The advanced DNS settings can be configured on the
page of the Administration Tool.The Timeout value limits the time ORF waits for the result of a single DNS lookup. The valid range is between 1 and 500 seconds. When this limit is exceeded, ORF either gives up, skips the given DNS-based test and proceeds with the rest (if any) or repeats the query using another DNS server (external resolver only), depending on your settings.
It is recommended to keep the timeout below 10-12 seconds, especially if you have multiple DNS servers listed or have many DNS-based tests (like DNS blacklists and SURBLs) enabled.
If enabled, the Perform DNS blacklist TXT lookups where available option forces ORF to perform TXT record DNS lookups where available.
Some DNS blacklists and SURBLs provide human-readable text information about the blacklisting reason. This information is returned to the remote SMTP server when ORF rejects the email. ORF has to perform an additional DNS lookup to get this information.
By turning this off, you may speed up lookups a bit (since no TXT data will be queried), but less information will be returned to the blocked sender about the reason of the rejection.

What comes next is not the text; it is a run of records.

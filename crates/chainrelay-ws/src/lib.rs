//! chainrelay-ws: WebSocket JSON-RPC log subscription transport.
//!
//! # Features
//! - `eth_subscribe("logs")` / `eth_unsubscribe` with per-subscription log and error channels
//! - Request multiplexing over a single connection
//! - `eth_getTransactionByHash` and `eth_call` for enrichment and contract reads
//! - No transparent reconnect: a dead socket fails its subscriptions and the
//!   caller opens a new session through [`WsConnector`]

pub mod client;
pub mod connector;
pub mod request;
pub mod subscriptions;

pub use client::{WsConfig, WsTransport};
pub use connector::WsConnector;
pub use subscriptions::SubscriptionManager;
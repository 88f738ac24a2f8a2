//! ABI JSON → [`InterfaceSchema`].
//!
//! Accepts the standard Ethereum ABI JSON array, or a compiler artifact
//! object carrying it under an `abi` key (Hardhat/Foundry output).

use std::collections::HashSet;

use alloy_core::dyn_abi::DynSolType;
use alloy_dyn_abi::Specifier;
use alloy_json_abi::{Event, JsonAbi};
use chainrelay_core::{
    error::SchemaError,
    schema::{ArgDef, EventDef, InterfaceSchema},
    types::ArgType,
};

use crate::fingerprint;

/// Parse ABI JSON text in either array or artifact form.
pub fn parse_abi_json(json: &str) -> Result<JsonAbi, SchemaError> {
    let value: serde_json::Value =
        serde_json::from_str(json).map_err(|e| SchemaError::InvalidAbi {
            reason: e.to_string(),
        })?;
    let abi = match value {
        serde_json::Value::Object(mut obj) => obj.remove("abi").ok_or_else(|| {
            SchemaError::InvalidAbi {
                reason: "object has no `abi` key".into(),
            }
        })?,
        other => other,
    };
    serde_json::from_value(abi).map_err(|e| SchemaError::InvalidAbi {
        reason: e.to_string(),
    })
}

/// Build an interface schema from ABI JSON text.
pub fn schema_from_json(name: &str, json: &str) -> Result<InterfaceSchema, SchemaError> {
    let abi = parse_abi_json(json)?;
    schema_from_abi(name, &abi)
}

/// Build an interface schema from every event declared in `abi`.
pub fn schema_from_abi(name: &str, abi: &JsonAbi) -> Result<InterfaceSchema, SchemaError> {
    let events = abi
        .events()
        .map(event_def)
        .collect::<Result<Vec<_>, _>>()?;
    InterfaceSchema::new(name, events)
}

fn event_def(event: &Event) -> Result<EventDef, SchemaError> {
    let mut declared = HashSet::new();
    for param in event.inputs.iter().filter(|p| !p.name.is_empty()) {
        if !declared.insert(param.name.as_str()) {
            return Err(SchemaError::InvalidAbi {
                reason: format!("event {} declares argument '{}' twice", event.name, param.name),
            });
        }
    }

    let mut inputs = Vec::with_capacity(event.inputs.len());
    for (i, param) in event.inputs.iter().enumerate() {
        let resolved = param.resolve().map_err(|e| SchemaError::UnsupportedType {
            event: event.name.clone(),
            ty: format!("{} ({e})", param.ty),
        })?;
        let ty = arg_type_from_dyn(&resolved).ok_or_else(|| SchemaError::UnsupportedType {
            event: event.name.clone(),
            ty: param.ty.clone(),
        })?;
        let name = if param.name.is_empty() {
            positional_name(i, &declared)
        } else {
            param.name.clone()
        };
        inputs.push(ArgDef::new(name, ty, param.indexed));
    }

    let mut def = EventDef::new(event.name.clone(), inputs, event.anonymous, Default::default());
    def.selector = fingerprint::keccak256_signature(&def.signature());
    Ok(def)
}

/// `arg{i}` for an unnamed argument, prefixed with `_` until it no longer
/// shadows a declared name.
fn positional_name(i: usize, declared: &HashSet<&str>) -> String {
    let mut name = format!("arg{i}");
    while declared.contains(name.as_str()) {
        name.insert(0, '_');
    }
    name
}

/// Map an alloy type onto the schema type model.
/// Returns `None` for types events cannot carry (`function`).
pub fn arg_type_from_dyn(ty: &DynSolType) -> Option<ArgType> {
    Some(match ty {
        DynSolType::Address => ArgType::Address,
        DynSolType::Bool => ArgType::Bool,
        DynSolType::Uint(bits) => ArgType::Uint(*bits as u16),
        DynSolType::Int(bits) => ArgType::Int(*bits as u16),
        DynSolType::FixedBytes(n) => ArgType::FixedBytes(*n as u8),
        DynSolType::Bytes => ArgType::Bytes,
        DynSolType::String => ArgType::String,
        DynSolType::Array(inner) => ArgType::Array(Box::new(arg_type_from_dyn(inner)?)),
        DynSolType::FixedArray(inner, len) => {
            ArgType::FixedArray(Box::new(arg_type_from_dyn(inner)?), *len)
        }
        DynSolType::Tuple(elems) => ArgType::Tuple(
            elems
                .iter()
                .map(arg_type_from_dyn)
                .collect::<Option<Vec<_>>>()?,
        ),
        _ => return None,
    })
}

/// Inverse of [`arg_type_from_dyn`], used to drive the ABI data decoder.
pub fn dyn_type(ty: &ArgType) -> DynSolType {
    match ty {
        ArgType::Address => DynSolType::Address,
        ArgType::Bool => DynSolType::Bool,
        ArgType::Uint(bits) => DynSolType::Uint(*bits as usize),
        ArgType::Int(bits) => DynSolType::Int(*bits as usize),
        ArgType::FixedBytes(n) => DynSolType::FixedBytes(*n as usize),
        ArgType::Bytes => DynSolType::Bytes,
        ArgType::String => DynSolType::String,
        ArgType::Array(inner) => DynSolType::Array(Box::new(dyn_type(inner))),
        ArgType::FixedArray(inner, len) => DynSolType::FixedArray(Box::new(dyn_type(inner)), *len),
        ArgType::Tuple(elems) => DynSolType::Tuple(elems.iter().map(dyn_type).collect()),
    }
}
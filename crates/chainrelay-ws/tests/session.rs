//! End-to-end tests against an in-process WebSocket JSON-RPC node.

use std::time::Duration;

use alloy_primitives::{Address, Bytes};
use chainrelay_core::error::TransportError;
use chainrelay_core::transport::{LogFilter, LogTransport};
use chainrelay_ws::{WsConfig, WsTransport};
use futures::{SinkExt, StreamExt};
use serde_json::{json, Value};
use tokio::net::TcpListener;
use tokio_tungstenite::tungstenite::Message;

const SUB_ID: &str = "0xcd0c3e8af590364c09d0fa6a1210faf5";

fn notification(log_index: u64, removed: bool) -> String {
    json!({
        "jsonrpc": "2.0",
        "method": "eth_subscription",
        "params": {
            "subscription": SUB_ID,
            "result": {
                "address": "0x03a07c5991b70497813f8cb4c886f19e1a231d5c",
                "topics": ["0x0f6798a560793a54c3bcfe86a93cde1e73087d944c0ea20544137d4121396885"],
                "data": "0x",
                "blockNumber": "0x10",
                "transactionHash": format!("0x{}", "ab".repeat(32)),
                "logIndex": format!("0x{log_index:x}"),
                "removed": removed
            }
        }
    })
    .to_string()
}

/// Scripted node: answers subscribe/unsubscribe/call, pushes two logs
/// (one of them reorged out), then either keeps serving or hangs up.
async fn spawn_node(hang_up_after_push: bool) -> String {
    let listener = TcpListener::bind("127.0.0.1:0").await.unwrap();
    let addr = listener.local_addr().unwrap();

    tokio::spawn(async move {
        let (socket, _) = listener.accept().await.unwrap();
        let mut ws = tokio_tungstenite::accept_async(socket).await.unwrap();

        while let Some(Ok(msg)) = ws.next().await {
            let Message::Text(text) = msg else { continue };
            let req: Value = serde_json::from_str(text.as_str()).unwrap();
            let id = req["id"].clone();
            // never answered
            if req["method"] == "eth_blockNumber" {
                continue;
            }
            let reply = match req["method"].as_str().unwrap() {
                "eth_subscribe" => {
                    assert_eq!(req["params"][0], "logs");
                    json!({"jsonrpc": "2.0", "id": id, "result": SUB_ID})
                }
                "eth_unsubscribe" => json!({"jsonrpc": "2.0", "id": id, "result": true}),
                "eth_call" => json!({"jsonrpc": "2.0", "id": id, "result": "0x2a"}),
                "eth_getTransactionByHash" => json!({"jsonrpc": "2.0", "id": id, "result": null}),
                other => json!({"jsonrpc": "2.0", "id": id,
                    "error": {"code": -32601, "message": format!("method {other} not found")}}),
            };
            ws.send(Message::Text(reply.to_string().into())).await.unwrap();

            if req["method"] == "eth_subscribe" {
                ws.send(Message::Text(notification(1, false).into())).await.unwrap();
                ws.send(Message::Text(notification(2, true).into())).await.unwrap();
                ws.send(Message::Text(notification(3, false).into())).await.unwrap();
                if hang_up_after_push {
                    let _ = ws.close(None).await;
                    return;
                }
            }
        }
    });

    format!("ws://{addr}")
}

#[tokio::test]
async fn subscribe_receive_and_unsubscribe() {
    let url = spawn_node(false).await;
    let transport = WsTransport::connect(url, WsConfig::default()).await.unwrap();

    let filter = LogFilter::for_contract(Address::repeat_byte(0x03));
    let mut sub = transport.subscribe_logs(&filter).await.unwrap();
    assert_eq!(sub.id.0, SUB_ID);

    let first = tokio::time::timeout(Duration::from_secs(5), sub.logs.recv())
        .await
        .unwrap()
        .unwrap();
    assert_eq!(first.log_index, 1);
    assert_eq!(first.block_number, 16);

    // log 2 was removed by a reorg and must not surface
    let next = tokio::time::timeout(Duration::from_secs(5), sub.logs.recv())
        .await
        .unwrap()
        .unwrap();
    assert_eq!(next.log_index, 3);

    let out = transport.call(&Address::ZERO, &Bytes::new()).await.unwrap();
    assert_eq!(out.as_ref(), &[0x2a]);
    assert!(transport
        .transaction_by_hash(&Default::default())
        .await
        .unwrap()
        .is_none());

    assert!(transport.unsubscribe(&sub.id).await.unwrap());
    assert_eq!(transport.subscription_count(), 0);
}

#[tokio::test]
async fn peer_hang_up_fails_subscription() {
    let url = spawn_node(true).await;
    let transport = WsTransport::connect(url, WsConfig::default()).await.unwrap();
    let mut sub = transport
        .subscribe_logs(&LogFilter::for_contract(Address::ZERO))
        .await
        .unwrap();

    let err = tokio::time::timeout(Duration::from_secs(5), sub.errors.recv())
        .await
        .unwrap()
        .unwrap();
    assert!(matches!(err, TransportError::WebSocket(_)));

    // requests on a dead session fail fast
    let err = transport.call(&Address::ZERO, &Bytes::new()).await.unwrap_err();
    assert!(matches!(err, TransportError::Closed));
}

#[tokio::test]
async fn rpc_error_is_surfaced() {
    let url = spawn_node(false).await;
    let transport = WsTransport::connect(url, WsConfig::default()).await.unwrap();
    let err = transport.request("eth_chainId", vec![]).await.unwrap_err();
    assert!(matches!(err, TransportError::Rpc(e) if e.code == -32601));
}

#[tokio::test]
async fn timed_out_request_is_forgotten() {
    let url = spawn_node(false).await;
    let config = WsConfig {
        request_timeout: Duration::from_millis(200),
    };
    let transport = WsTransport::connect(url, config).await.unwrap();

    let err = transport.request("eth_blockNumber", vec![]).await.unwrap_err();
    assert!(matches!(err, TransportError::Timeout { ms: 200 }));
    assert_eq!(transport.pending_requests(), 0);

    // the session is still usable afterwards
    let out = transport.call(&Address::ZERO, &Bytes::new()).await.unwrap();
    assert_eq!(out.as_ref(), &[0x2a]);
    assert_eq!(transport.pending_requests(), 0);
}
//! Argument type model and normalized value representation.
//!
//! Every argument declared in an interface schema carries an [`ArgType`].
//! Decoding dispatches exhaustively on it, so there are no runtime type
//! assertions anywhere in the pipeline. Decoded values come out as
//! [`NormalizedValue`]s, which are string-first: integers are decimal strings
//! so 256-bit values survive JSON consumers without precision loss.

use serde::{Serialize, Serializer};
use std::fmt;

/// The type of a single event argument.
#[derive(Debug, Clone, PartialEq, Eq, Hash)]
pub enum ArgType {
    /// 20-byte account or contract address
    Address,
    /// Unsigned integer; width in bits (8..=256)
    Uint(u16),
    /// Signed two's-complement integer; width in bits (8..=256)
    Int(u16),
    Bool,
    /// `bytes1` .. `bytes32`; length in bytes
    FixedBytes(u8),
    /// Dynamic `bytes`
    Bytes,
    /// Dynamic UTF-8 `string`
    String,
    /// `T[]`
    Array(Box<ArgType>),
    /// `T[n]`
    FixedArray(Box<ArgType>, usize),
    /// `(T1,T2,...)`
    Tuple(Vec<ArgType>),
}

impl fmt::Display for ArgType {
    /// Canonical ABI spelling, as used in event signatures.
    fn fmt(&self, f: &mut fmt::Formatter<'_>) -> fmt::Result {
        match self {
            ArgType::Address => write!(f, "address"),
            ArgType::Uint(bits) => write!(f, "uint{bits}"),
            ArgType::Int(bits) => write!(f, "int{bits}"),
            ArgType::Bool => write!(f, "bool"),
            ArgType::FixedBytes(n) => write!(f, "bytes{n}"),
            ArgType::Bytes => write!(f, "bytes"),
            ArgType::String => write!(f, "string"),
            ArgType::Array(elem) => write!(f, "{elem}[]"),
            ArgType::FixedArray(elem, len) => write!(f, "{elem}[{len}]"),
            ArgType::Tuple(elems) => {
                let parts: Vec<_> = elems.iter().map(|t| t.to_string()).collect();
                write!(f, "({})", parts.join(","))
            }
        }
    }
}

/// A decoded, type-normalized argument value.
#[derive(Debug, Clone, PartialEq, Eq)]
pub enum NormalizedValue {
    /// Lowercase `0x`-prefixed 20-byte hex
    Address(String),
    /// Decimal string
    Uint(String),
    /// Decimal string, `-` prefixed when negative
    Int(String),
    Bool(bool),
    /// `0x`-prefixed hex
    Bytes(String),
    Str(String),
    Array(Vec<NormalizedValue>),
}

impl NormalizedValue {
    /// Build an address value from raw bytes (right-most 20 bytes are used).
    pub fn address_from_slice(bytes: &[u8]) -> Self {
        let start = bytes.len().saturating_sub(20);
        NormalizedValue::Address(format!("0x{}", hex::encode(&bytes[start..])))
    }

    pub fn bytes_from_slice(bytes: &[u8]) -> Self {
        NormalizedValue::Bytes(format!("0x{}", hex::encode(bytes)))
    }

    /// Returns the inner string if this is an Address value.
    pub fn as_address(&self) -> Option<&str> {
        match self {
            NormalizedValue::Address(s) => Some(s.as_str()),
            _ => None,
        }
    }

    /// Returns the scalar rendering used for record fields (`amount`, `to`, ...).
    /// `None` for arrays and tuples.
    pub fn as_scalar(&self) -> Option<String> {
        match self {
            NormalizedValue::Array(_) => None,
            other => Some(other.to_string()),
        }
    }
}

impl fmt::Display for NormalizedValue {
    fn fmt(&self, f: &mut fmt::Formatter<'_>) -> fmt::Result {
        match self {
            NormalizedValue::Address(s)
            | NormalizedValue::Uint(s)
            | NormalizedValue::Int(s)
            | NormalizedValue::Bytes(s)
            | NormalizedValue::Str(s) => write!(f, "{s}"),
            NormalizedValue::Bool(b) => write!(f, "{b}"),
            NormalizedValue::Array(items) => {
                let parts: Vec<_> = items.iter().map(|x| x.to_string()).collect();
                write!(f, "[{}]", parts.join(", "))
            }
        }
    }
}

impl Serialize for NormalizedValue {
    fn serialize<S: Serializer>(&self, serializer: S) -> Result<S::Ok, S::Error> {
        match self {
            NormalizedValue::Address(s)
            | NormalizedValue::Uint(s)
            | NormalizedValue::Int(s)
            | NormalizedValue::Bytes(s)
            | NormalizedValue::Str(s) => serializer.serialize_str(s),
            NormalizedValue::Bool(b) => serializer.serialize_bool(*b),
            NormalizedValue::Array(items) => items.serialize(serializer),
        }
    }
}
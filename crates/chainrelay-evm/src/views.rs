//! Zero-argument view functions, read by the contract monitor via `eth_call`.

use alloy_core::dyn_abi::DynSolType;
use alloy_dyn_abi::Specifier;
use alloy_json_abi::{JsonAbi, StateMutability};
use chainrelay_core::{error::DecodeError, types::{ArgType, NormalizedValue}};

use crate::{abi, fingerprint, normalizer};

/// A `view`/`pure` function taking no arguments, e.g. `totalSupply()`.
#[derive(Debug, Clone, PartialEq, Eq)]
pub struct ViewFunction {
    pub name: String,
    /// First 4 bytes of keccak256(`name()`); the whole calldata
    pub selector: [u8; 4],
    pub outputs: Vec<ArgType>,
}

impl ViewFunction {
    pub fn new(name: impl Into<String>, outputs: Vec<ArgType>) -> Self {
        let name = name.into();
        let hash = fingerprint::keccak256_signature(&format!("{name}()"));
        let mut selector = [0u8; 4];
        selector.copy_from_slice(&hash[..4]);
        Self {
            name,
            selector,
            outputs,
        }
    }

    /// Decode `eth_call` return data. Single outputs are unwrapped.
    pub fn decode_output(&self, data: &[u8]) -> Result<NormalizedValue, DecodeError> {
        let types: Vec<DynSolType> = self.outputs.iter().map(abi::dyn_type).collect();
        let decoded = DynSolType::Tuple(types)
            .abi_decode_params(data)
            .map_err(|e| DecodeError::AbiDecodeFailed {
                event: format!("{}()", self.name),
                reason: e.to_string(),
            })?;
        let mut values = match normalizer::normalize(decoded) {
            NormalizedValue::Array(vals) => vals,
            other => vec![other],
        };
        Ok(if values.len() == 1 {
            values.remove(0)
        } else {
            NormalizedValue::Array(values)
        })
    }
}

/// Every zero-argument `view`/`pure` function of `abi` whose outputs are
/// representable. Overloads with arguments are ignored.
pub fn view_functions(abi: &JsonAbi) -> Vec<ViewFunction> {
    abi.functions()
        .filter(|f| f.inputs.is_empty())
        .filter(|f| matches!(f.state_mutability, StateMutability::View | StateMutability::Pure))
        .filter_map(|f| {
            let outputs = f
                .outputs
                .iter()
                .map(|p| p.resolve().ok().and_then(|t| abi::arg_type_from_dyn(&t)))
                .collect::<Option<Vec<_>>>()?;
            Some(ViewFunction::new(f.name.clone(), outputs))
        })
        .collect()
}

DNS uses the UDP transport protocol by default. UDP is packet-based and the maximum size of the packets is limited. When the DNS record data is too large to fit in an UDP packet, the ORF can repeat the lookup using the TCP protocol, which does not have this packet-size limitation. Enabling the Allow DNS to fall back to TCP from UDP option allows such protocol fallback. Disabling this option will prevent ORF from falling back to TCP. Recommended to be enabled.